*Exercise prompt*
Below are the records. Retype exactly the lines between the lines holding "pub fn get(key: &[u8])" and "pub fn decr(key: &[u8], extras: IncrDecrExtras)", inclusive.

*Collected data entries*
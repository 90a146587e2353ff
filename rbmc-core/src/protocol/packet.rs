use bincode::{DefaultOptions, Options};

use super::{
    Header, ProtocolError, Status, ADDQ_OPCODE, ADD_OPCODE, DECR_OPCODE, DELETEQ_OPCODE,
    DELETE_OPCODE, FLUSH_OPCODE, GETKQ_OPCODE, GETK_OPCODE, GETQ_OPCODE, GET_OPCODE, INCR_OPCODE,
    NOOP_OPCODE, REPLACEQ_OPCODE, REPLACE_OPCODE, SASL_AUTH_OPCODE, SASL_LIST_OPCODE, SETQ_OPCODE,
    SET_OPCODE, STAT_OPCODE, VERSION_OPCODE,
};

fn extras_codec() -> impl Options {
    DefaultOptions::new()
        .with_big_endian()
        .with_fixint_encoding()
}

/// Extras for `set`/`add`/`replace` and their quiet variants.
#[derive(Debug, Default, Clone, Copy, PartialEq, ::serde_derive::Serialize, ::serde_derive::Deserialize)]
pub struct SetExtras {
    pub flags: u32,
    pub expire: u32,
}

impl SetExtras {
    pub fn new(flags: u32, expire: u32) -> Self {
        Self { flags, expire }
    }

    fn encode(self) -> Vec<u8> {
        extras_codec().serialize(&self).expect("fixed size extras")
    }
}

/// Extras for `incr`/`decr`.
#[derive(Debug, Default, Clone, Copy, PartialEq, ::serde_derive::Serialize, ::serde_derive::Deserialize)]
pub struct IncrDecrExtras {
    pub delta: u64,
    pub initial: u64,
    pub expire: u32,
}

impl IncrDecrExtras {
    pub fn new(delta: u64, initial: u64, expire: u32) -> Self {
        Self {
            delta,
            initial,
            expire,
        }
    }

    fn encode(self) -> Vec<u8> {
        extras_codec().serialize(&self).expect("fixed size extras")
    }
}

/// A fully materialized packet, ready to serialize onto the wire or freshly
/// parsed off of it.
#[derive(Debug, Default, Clone, PartialEq)]
pub struct Packet {
    pub header: Header,
    pub extras: Vec<u8>,
    pub key: Vec<u8>,
    pub value: Vec<u8>,
}

impl Packet {
    fn new_request(opcode: u8, key: &[u8], extras: Vec<u8>, value: Vec<u8>, cas: u64) -> Self {
        let body_len = (extras.len() + key.len() + value.len()) as u32;
        Packet {
            header: Header::request(opcode, key.len() as u16, extras.len() as u8, body_len, cas),
            extras,
            key: key.to_vec(),
            value,
        }
    }

    pub fn get(key: &[u8]) -> Self {
        Packet::new_request(GET_OPCODE, key, vec![], vec![], 0)
    }

    pub fn getk(key: &[u8]) -> Self {
        Packet::new_request(GETK_OPCODE, key, vec![], vec![], 0)
    }

    pub fn getq(key: &[u8]) -> Self {
        Packet::new_request(GETQ_OPCODE, key, vec![], vec![], 0)
    }

    pub fn getkq(key: &[u8]) -> Self {
        Packet::new_request(GETKQ_OPCODE, key, vec![], vec![], 0)
    }

    pub fn set(key: &[u8], value: Vec<u8>, extras: SetExtras, cas: u64) -> Self {
        Packet::new_request(SET_OPCODE, key, extras.encode(), value, cas)
    }

    pub fn setq(key: &[u8], value: Vec<u8>, extras: SetExtras, cas: u64) -> Self {
        Packet::new_request(SETQ_OPCODE, key, extras.encode(), value, cas)
    }

    pub fn add(key: &[u8], value: Vec<u8>, extras: SetExtras) -> Self {
        Packet::new_request(ADD_OPCODE, key, extras.encode(), value, 0)
    }

    pub fn addq(key: &[u8], value: Vec<u8>, extras: SetExtras) -> Self {
        Packet::new_request(ADDQ_OPCODE, key, extras.encode(), value, 0)
    }

    pub fn replace(key: &[u8], value: Vec<u8>, extras: SetExtras, cas: u64) -> Self {
        Packet::new_request(REPLACE_OPCODE, key, extras.encode(), value, cas)
    }

    pub fn replaceq(key: &[u8], value: Vec<u8>, extras: SetExtras, cas: u64) -> Self {
        Packet::new_request(REPLACEQ_OPCODE, key, extras.encode(), value, cas)
    }

    pub fn delete(key: &[u8], cas: u64) -> Self {
        Packet::new_request(DELETE_OPCODE, key, vec![], vec![], cas)
    }

    pub fn deleteq(key: &[u8], cas: u64) -> Self {
        Packet::new_request(DELETEQ_OPCODE, key, vec![], vec![], cas)
    }

    pub fn incr(key: &[u8], extras: IncrDecrExtras) -> Self {
        Packet::new_request(INCR_OPCODE, key, extras.encode(), vec![], 0)
    }

    pub fn decr(key: &[u8], extras: IncrDecrExtras) -> Self {
        Packet::new_request(DECR_OPCODE, key, extras.encode(), vec![], 0)
    }

    pub fn flush(delay: u32) -> Self {
        Packet::new_request(FLUSH_OPCODE, b"", delay.to_be_bytes().to_vec(), vec![], 0)
    }

    pub fn noop() -> Self {
        Packet::new_request(NOOP_OPCODE, b"", vec![], vec![], 0)
    }

    pub fn version() -> Self {
        Packet::new_request(VERSION_OPCODE, b"", vec![], vec![], 0)
    }

    pub fn stat(key: Option<&[u8]>) -> Self {
        Packet::new_request(STAT_OPCODE, key.unwrap_or(b""), vec![], vec![], 0)
    }

    pub fn sasl_list() -> Self {
        Packet::new_request(SASL_LIST_OPCODE, b"", vec![], vec![], 0)
    }

    pub fn sasl_auth(mechanism: &[u8], payload: Vec<u8>) -> Self {
        Packet::new_request(SASL_AUTH_OPCODE, mechanism, vec![], payload, 0)
    }

    /// Decode a packet body given its already-decoded header.
    pub fn from_header(header: Header, body: Vec<u8>) -> Result<Self, ProtocolError> {
        if body.len() != header.body_len as usize {
            return Err(ProtocolError::BodySizeMismatch);
        }
        let (extras, rest) = body.split_at(header.extras_len as usize);
        let (key, value) = rest.split_at(header.key_len as usize);
        Ok(Packet {
            header,
            extras: extras.to_vec(),
            key: key.to_vec(),
            value: value.to_vec(),
        })
    }

    /// Serialize the whole packet (header, extras, key, value) to wire bytes.
    pub fn encode(&self) -> Vec<u8> {
        let mut out = Vec::with_capacity(24 + self.extras.len() + self.key.len() + self.value.len());
        out.extend_from_slice(&self.header.encode());
        out.extend_from_slice(&self.extras);
        out.extend_from_slice(&self.key);
        out.extend_from_slice(&self.value);
        out
    }

    pub fn status(&self) -> Status {
        Status::from(self.header.status_or_vbucket)
    }

    pub fn error_for_status(&self) -> Result<(), Status> {
        match self.status() {
            Status::Success => Ok(()),
            other => Err(other),
        }
    }

    /// Storage ops (`set`/`add`/`replace`) carry `flags` in the first four
    /// bytes of the response extras on a `get`. For storage responses the
    /// extras are empty and only the header's `cas` field matters.
    pub fn get_flags(&self) -> u32 {
        if self.extras.len() < 4 {
            return 0;
        }
        u32::from_be_bytes([self.extras[0], self.extras[1], self.extras[2], self.extras[3]])
    }

    /// The counter value returned by `incr`/`decr`.
    pub fn counter_value(&self) -> Option<u64> {
        if self.value.len() < 8 {
            return None;
        }
        let mut buf = [0_u8; 8];
        buf.copy_from_slice(&self.value[..8]);
        Some(u64::from_be_bytes(buf))
    }
}

#[cfg(test)]
mod tests {
    use super::*;

    #[test]
    fn test_get_encode() {
        let packet = Packet::get(b"Hello");
        let bytes = packet.encode();
        let expect = vec![
            0x80, 0x00, 0x00, 0x05, 0x00, 0x00, 0x00, 0x00, 0x00, 0x00, 0x00, 0x05, 0x00, 0x00,
            0x00, 0x00, 0x00, 0x00, 0x00, 0x00, 0x00, 0x00, 0x00, 0x00, 0x48, 0x65, 0x6c, 0x6c,
            0x6f,
        ];
        assert_eq!(expect, bytes);
    }

    #[test]
    fn test_add_github_example() {
        let packet = Packet::add(b"Hello", b"World".to_vec(), SetExtras::new(0xdeadbeef, 0x1c20));
        let bytes = packet.encode();
        let expect = vec![
            0x80, 0x02, 0x00, 0x05, 0x08, 0x00, 0x00, 0x00, 0x00, 0x00, 0x00, 0x12, 0x00, 0x00,
            0x00, 0x00, 0x00, 0x00, 0x00, 0x00, 0x00, 0x00, 0x00, 0x00, 0xde, 0xad, 0xbe, 0xef,
            0x00, 0x00, 0x1c, 0x20, 0x48, 0x65, 0x6c, 0x6c, 0x6f, 0x57, 0x6f, 0x72, 0x6c, 0x64,
        ];
        assert_eq!(expect, bytes);

        let header = packet.header;
        let body = bytes[24..].to_vec();
        let decoded = Packet::from_header(header, body).unwrap();
        assert_eq!(packet, decoded);
    }

    #[test]
    fn test_cas_in_header() {
        let packet = Packet::set(b"key", b"value".to_vec(), SetExtras::new(0, 300), 0xABCD);
        assert_eq!(packet.header.cas, 0xABCD);
    }

    #[test]
    fn test_incr_extras() {
        let packet = Packet::incr(b"counter", IncrDecrExtras::new(1, 0, 0xFFFFFFFF));
        assert_eq!(packet.extras.len(), 20);
        assert_eq!(&packet.extras[0..8], &1_u64.to_be_bytes());
        assert_eq!(&packet.extras[16..20], &0xFFFFFFFF_u32.to_be_bytes());
    }

    #[test]
    fn test_counter_value() {
        let header = Header::request(0, 0, 0, 8, 0);
        let packet = Packet::from_header(header, 42_u64.to_be_bytes().to_vec()).unwrap();
        assert_eq!(packet.counter_value(), Some(42));
    }
}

*Solved problem*
    pub fn get(key: &[u8]) -> Self {
        Packet::new_request(GET_OPCODE, key, vec![], vec![], 0)
    }

    pub fn getk(key: &[u8]) -> Self {
        Packet::new_request(GETK_OPCODE, key, vec![], vec![], 0)
    }

    pub fn getq(key: &[u8]) -> Self {
        Packet::new_request(GETQ_OPCODE, key, vec![], vec![], 0)
    }

    pub fn getkq(key: &[u8]) -> Self {
        Packet::new_request(GETKQ_OPCODE, key, vec![], vec![], 0)
    }

    pub fn set(key: &[u8], value: Vec<u8>, extras: SetExtras, cas: u64) -> Self {
        Packet::new_request(SET_OPCODE, key, extras.encode(), value, cas)
    }

    pub fn setq(key: &[u8], value: Vec<u8>, extras: SetExtras, cas: u64) -> Self {
        Packet::new_request(SETQ_OPCODE, key, extras.encode(), value, cas)
    }

    pub fn add(key: &[u8], value: Vec<u8>, extras: SetExtras) -> Self {
        Packet::new_request(ADD_OPCODE, key, extras.encode(), value, 0)
    }

    pub fn addq(key: &[u8], value: Vec<u8>, extras: SetExtras) -> Self {
        Packet::new_request(ADDQ_OPCODE, key, extras.encode(), value, 0)
    }

    pub fn replace(key: &[u8], value: Vec<u8>, extras: SetExtras, cas: u64) -> Self {
        Packet::new_request(REPLACE_OPCODE, key, extras.encode(), value, cas)
    }

    pub fn replaceq(key: &[u8], value: Vec<u8>, extras: SetExtras, cas: u64) -> Self {
        Packet::new_request(REPLACEQ_OPCODE, key, extras.encode(), value, cas)
    }

    pub fn delete(key: &[u8], cas: u64) -> Self {
        Packet::new_request(DELETE_OPCODE, key, vec![], vec![], cas)
    }

    pub fn deleteq(key: &[u8], cas: u64) -> Self {
        Packet::new_request(DELETEQ_OPCODE, key, vec![], vec![], cas)
    }

    pub fn incr(key: &[u8], extras: IncrDecrExtras) -> Self {
        Packet::new_request(INCR_OPCODE, key, extras.encode(), vec![], 0)
    }

    pub fn decr(key: &[u8], extras: IncrDecrExtras) -> Self {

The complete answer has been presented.